Biodistribution of 3,4-dihydro-5-[ 11c]methoxy-1(2h)-isoquinolinone, a potential pet tracer for poly(adp-ribose) synthetase

Abstract

Poly(adenosine diphosphate-ribose) synthetase (PARS) is a nuclear enzyme that is activated by deoxyribonucleic acid (DNA) strand breaks and participates in DNA repair. Excessive PARS activation, however, leads to cell death due to depletion of adenosine triphosphate (ATP). To evaluate whether it is possible to detect excessive activation of PARS with positron emission tomography (PET), we examined the pharmacokinetics of 3,4-dihydro-5-[ 11C]methoxy-1(2H)-isoquinolinone ([ 11C]MIQO), a potent poly(ADP-ribose) synthetase inhibitor, in the brain of rats and monkeys.
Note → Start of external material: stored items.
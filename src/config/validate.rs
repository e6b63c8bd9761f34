// src/config/validate.rs

use crate::config::model::{PipelineDefinition, RawPipelineDefinition};
use crate::dag::{DependencyGraph, GraphBuilder};
use crate::errors::{PipelineRunError, Result};

impl TryFrom<RawPipelineDefinition> for PipelineDefinition {
    type Error = PipelineRunError;

    fn try_from(raw: RawPipelineDefinition) -> std::result::Result<Self, Self::Error> {
        ensure_has_name(&raw)?;
        ensure_has_tasks(&raw)?;
        let graph = raw.build_graph()?;
        graph.validate()?;
        Ok(PipelineDefinition::new_unchecked(raw, graph))
    }
}

impl RawPipelineDefinition {
    /// Declare every task in one build pass.
    ///
    /// Reports duplicate and dangling names but not cycles; callers decide
    /// whether structural errors abort loading or become a failed run.
    pub fn build_graph(&self) -> Result<DependencyGraph> {
        let mut builder = GraphBuilder::new();
        for task in &self.task {
            let after: Vec<&str> = task.after.iter().map(String::as_str).collect();
            let before: Vec<&str> = task.before.iter().map(String::as_str).collect();
            builder.add_task(&task.name, &after, &before)?;
        }
        builder.build()
    }
}

fn ensure_has_name(raw: &RawPipelineDefinition) -> Result<()> {
    if raw.pipeline.name.trim().is_empty() {
        return Err(PipelineRunError::ConfigError(
            "[pipeline].name must not be empty".to_string(),
        ));
    }
    if let Some(task) = raw.task.iter().find(|t| t.name.trim().is_empty()) {
        return Err(PipelineRunError::ConfigError(format!(
            "task with after = {:?} has an empty name",
            task.after
        )));
    }
    Ok(())
}

fn ensure_has_tasks(raw: &RawPipelineDefinition) -> Result<()> {
    if raw.task.is_empty() {
        return Err(PipelineRunError::ConfigError(
            "pipeline must contain at least one [[task]] entry".to_string(),
        ));
    }
    Ok(())
}
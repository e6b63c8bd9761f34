// src/engine/runtime.rs

use std::fmt;
use std::sync::Arc;

use chrono::Utc;
use tokio::sync::mpsc;
use tracing::{debug, info};

use crate::config::{ParamsReader, PipelineReader};
use crate::errors::{PipelineRunError, Result};
use crate::exec::ExecutorBackend;
use crate::schema::{PipelineRun, PipelineRunStatus};
use crate::store::RunStore;

use super::core::CoreRuntime;
use super::{CoreCommand, CoreStep, RuntimeEvent, RuntimeOptions, ScheduledTask};

/// Drives a [`CoreRuntime`] from `RuntimeEvent`s, hands admitted tasks to an
/// `ExecutorBackend` and writes every status change to the [`RunStore`].
///
/// All run semantics live in the core; this struct only does async IO.
pub struct Runtime<E: ExecutorBackend> {
    core: CoreRuntime,
    event_rx: mpsc::Receiver<RuntimeEvent>,
    executor: E,
    store: Arc<RunStore>,
}

impl<E: ExecutorBackend> fmt::Debug for Runtime<E> {
    fn fmt(&self, f: &mut fmt::Formatter<'_>) -> fmt::Result {
        f.debug_struct("Runtime")
            .field("core", &self.core)
            .finish_non_exhaustive()
    }
}

impl<E: ExecutorBackend> Runtime<E> {
    pub fn new(
        core: CoreRuntime,
        event_rx: mpsc::Receiver<RuntimeEvent>,
        executor: E,
        store: Arc<RunStore>,
    ) -> Self {
        Self {
            core,
            event_rx,
            executor,
            store,
        }
    }

    /// Main event loop.
    ///
    /// `initial` is the step returned when the core was started; its commands
    /// run before the first event is read. Returns the last stored snapshot
    /// of the run.
    pub async fn run(mut self, initial: CoreStep) -> Result<Arc<PipelineRun>> {
        info!(run = %self.core.run_name(), "pipeline run runtime started");

        let mut keep_running = self.execute_step(initial).await?;

        while keep_running {
            let event = match self.event_rx.recv().await {
                Some(e) => e,
                None => {
                    info!("runtime event channel closed; exiting");
                    break;
                }
            };

            debug!(?event, "runtime received event");
            let step = self.core.step(event, Utc::now());
            keep_running = self.execute_step(step).await?;
        }

        info!(
            run = %self.core.run_name(),
            complete = self.core.is_complete(),
            "runtime exiting"
        );
        self.persist(self.core.status())
    }

    async fn execute_step(&mut self, step: CoreStep) -> Result<bool> {
        for command in step.commands {
            self.execute_command(command).await?;
        }
        if !step.keep_running {
            info!("core requested exit; stopping runtime");
        }
        Ok(step.keep_running)
    }

    async fn execute_command(&mut self, command: CoreCommand) -> Result<()> {
        match command {
            CoreCommand::DispatchTasks(tasks) => self.dispatch(tasks).await,
            CoreCommand::PersistStatus(status) => self.persist(status).map(|_| ()),
            CoreCommand::RequestExit => {
                info!(run = %self.core.run_name(), phase = %self.core.tracker().phase(), "run finished");
                Ok(())
            }
        }
    }

    async fn dispatch(&mut self, tasks: Vec<ScheduledTask>) -> Result<()> {
        if tasks.is_empty() {
            return Ok(());
        }
        let names: Vec<_> = tasks.iter().map(|t| t.name.as_str()).collect();
        debug!(?names, "dispatching admitted tasks");
        self.executor.spawn_ready_tasks(tasks).await
    }

    /// Only the status subresource is replaced, so concurrent spec writers
    /// are retried against rather than overwritten.
    fn persist(&self, status: PipelineRunStatus) -> Result<Arc<PipelineRun>> {
        let attempts = self.core.options().update_attempts;
        self.store
            .update_with_retry(self.core.run_name(), attempts, |run| {
                run.status = status.clone();
                Ok(())
            })
    }
}

/// Resolve a stored run's references, start its engine and drive it to the
/// end.
///
/// The pipeline and parameter set are read through `reader`. A definition
/// whose tasks do not form a valid graph still yields a stored run, in its
/// terminal failed state; only unreadable references are returned as errors.
pub async fn execute_run<R, E, F>(
    store: Arc<RunStore>,
    reader: &R,
    run_name: &str,
    options: RuntimeOptions,
    make_executor: F,
) -> Result<Arc<PipelineRun>>
where
    R: PipelineReader + ParamsReader,
    E: ExecutorBackend,
    F: FnOnce(mpsc::Sender<RuntimeEvent>) -> E,
{
    let run = store
        .get(run_name)
        .ok_or_else(|| PipelineRunError::RunNotFound(run_name.to_string()))?;

    let definition = reader.read_pipeline(&run.spec.pipeline_ref)?;
    let params = reader.read_params(&run.spec.pipeline_params_ref)?;

    let (tx, rx) = mpsc::channel::<RuntimeEvent>(64);
    let executor = make_executor(tx);

    let (core, initial) = CoreRuntime::start(run_name, &definition, params, options, Utc::now());
    Runtime::new(core, rx, executor, store).run(initial).await
}
// tests/graph_properties.rs

use std::collections::HashSet;

use petgraph::algo::is_cyclic_directed;
use petgraph::graph::DiGraph;
use proptest::prelude::*;

use pipelinerun::dag::{DependencyGraph, GraphBuilder};
use pipelinerun::schema::{graph_from_refs, refs_from_graph};

/// Arbitrary declarations: task `i` lists some task indices as predecessors,
/// including itself and later tasks, so cycles are possible.
fn declarations_strategy(max_tasks: usize) -> impl Strategy<Value = Vec<Vec<usize>>> {
    (1..=max_tasks).prop_flat_map(|n| {
        proptest::collection::vec(proptest::collection::vec(0..n, 0..3), n)
    })
}

fn name(i: usize) -> String {
    format!("task_{i}")
}

fn build(decls: &[Vec<usize>]) -> DependencyGraph {
    let mut builder = GraphBuilder::new();
    for (i, prev) in decls.iter().enumerate() {
        let prev: Vec<String> = prev.iter().map(|&p| name(p)).collect();
        let prev: Vec<&str> = prev.iter().map(String::as_str).collect();
        builder.add_task(&name(i), &prev, &[]).unwrap();
    }
    builder.build().unwrap()
}

fn oracle_is_cyclic(decls: &[Vec<usize>]) -> bool {
    let mut g = DiGraph::<(), ()>::new();
    let nodes: Vec<_> = (0..decls.len()).map(|_| g.add_node(())).collect();
    for (i, prev) in decls.iter().enumerate() {
        for &p in prev {
            g.add_edge(nodes[p], nodes[i], ());
        }
    }
    is_cyclic_directed(&g)
}

proptest! {
    #[test]
    fn validate_agrees_with_petgraph(decls in declarations_strategy(8)) {
        let graph = build(&decls);
        prop_assert_eq!(graph.validate().is_err(), oracle_is_cyclic(&decls));
    }

    #[test]
    fn reported_cycle_is_a_real_path(decls in declarations_strategy(8)) {
        let graph = build(&decls);
        if let Err(pipelinerun::errors::PipelineRunError::CycleDetected { cycle }) = graph.validate() {
            prop_assert!(cycle.len() >= 2);
            prop_assert_eq!(cycle.first(), cycle.last());
            for pair in cycle.windows(2) {
                prop_assert!(graph.next_tasks(&pair[0]).contains(&pair[1].as_str()));
            }
        }
    }

    #[test]
    fn topological_order_respects_every_edge(decls in declarations_strategy(8)) {
        let graph = build(&decls);
        prop_assume!(graph.validate().is_ok());

        let order = graph.topological_order().unwrap();
        prop_assert_eq!(order.len(), graph.len());
        let position = |n: &str| order.iter().position(|o| *o == n).unwrap();
        for edge in graph.edges() {
            prop_assert!(position(graph.name(edge.prev)) < position(graph.name(edge.next)));
        }
    }

    #[test]
    fn ready_tasks_drain_an_acyclic_graph(decls in declarations_strategy(8)) {
        let graph = build(&decls);
        prop_assume!(graph.validate().is_ok());

        let mut completed: HashSet<String> = HashSet::new();
        while completed.len() < graph.len() {
            let ready: Vec<String> = graph.ready_tasks(&completed).map(str::to_string).collect();
            prop_assert!(!ready.is_empty());
            for task in &ready {
                for prev in graph.prev_tasks(task) {
                    prop_assert!(completed.contains(prev));
                }
            }
            completed.extend(ready);
        }
    }

    #[test]
    fn persisted_shape_preserves_edges(decls in declarations_strategy(8)) {
        let graph = build(&decls);
        prop_assume!(graph.validate().is_ok());

        let rebuilt = graph_from_refs(&refs_from_graph(&graph)).unwrap();
        for task in graph.task_names() {
            prop_assert_eq!(graph.prev_tasks(task), rebuilt.prev_tasks(task));
            prop_assert_eq!(graph.next_tasks(task), rebuilt.next_tasks(task));
        }
    }
}
// src/exec/mod.rs

//! Task run execution layer.
//!
//! Running real containers is out of scope; task runs are executed by a
//! simulator that reports scripted outcomes to the runtime.
//!
//! - [`backend`] provides the `ExecutorBackend` trait used by the runtime.
//! - [`simulated`] owns the background loop that completes task runs.

pub mod backend;
pub mod simulated;

pub use backend::{ExecutorBackend, SimulatedExecutor};
pub use simulated::{OutcomeScript, spawn_simulator};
Although the uptake of [ 11C]MIQO in the brain of normal rats was low, [ 11C]MIQO was rapidly incorporated into and then quickly washed out from the brain. The uptake of the radiotracer in the brain of normal monkeys was also low; however, [ 11C]MIQO gave a distribution image that differed from that of cerebral blood flow obtained by [ 15O]water-PET. No localization of [ 11C]MIQO in the brain of normal monkeys was observed. Low accumulation of some radioactivity was also observed in muscles surrounding the brain of monkeys, but did not seem to interfere with measurement of [ 11C]MIQO uptake in the brain with PET. Thus, detection of [ 11C]MIQO uptake with PET may be useful for detecting PARS activity in ischemic injury.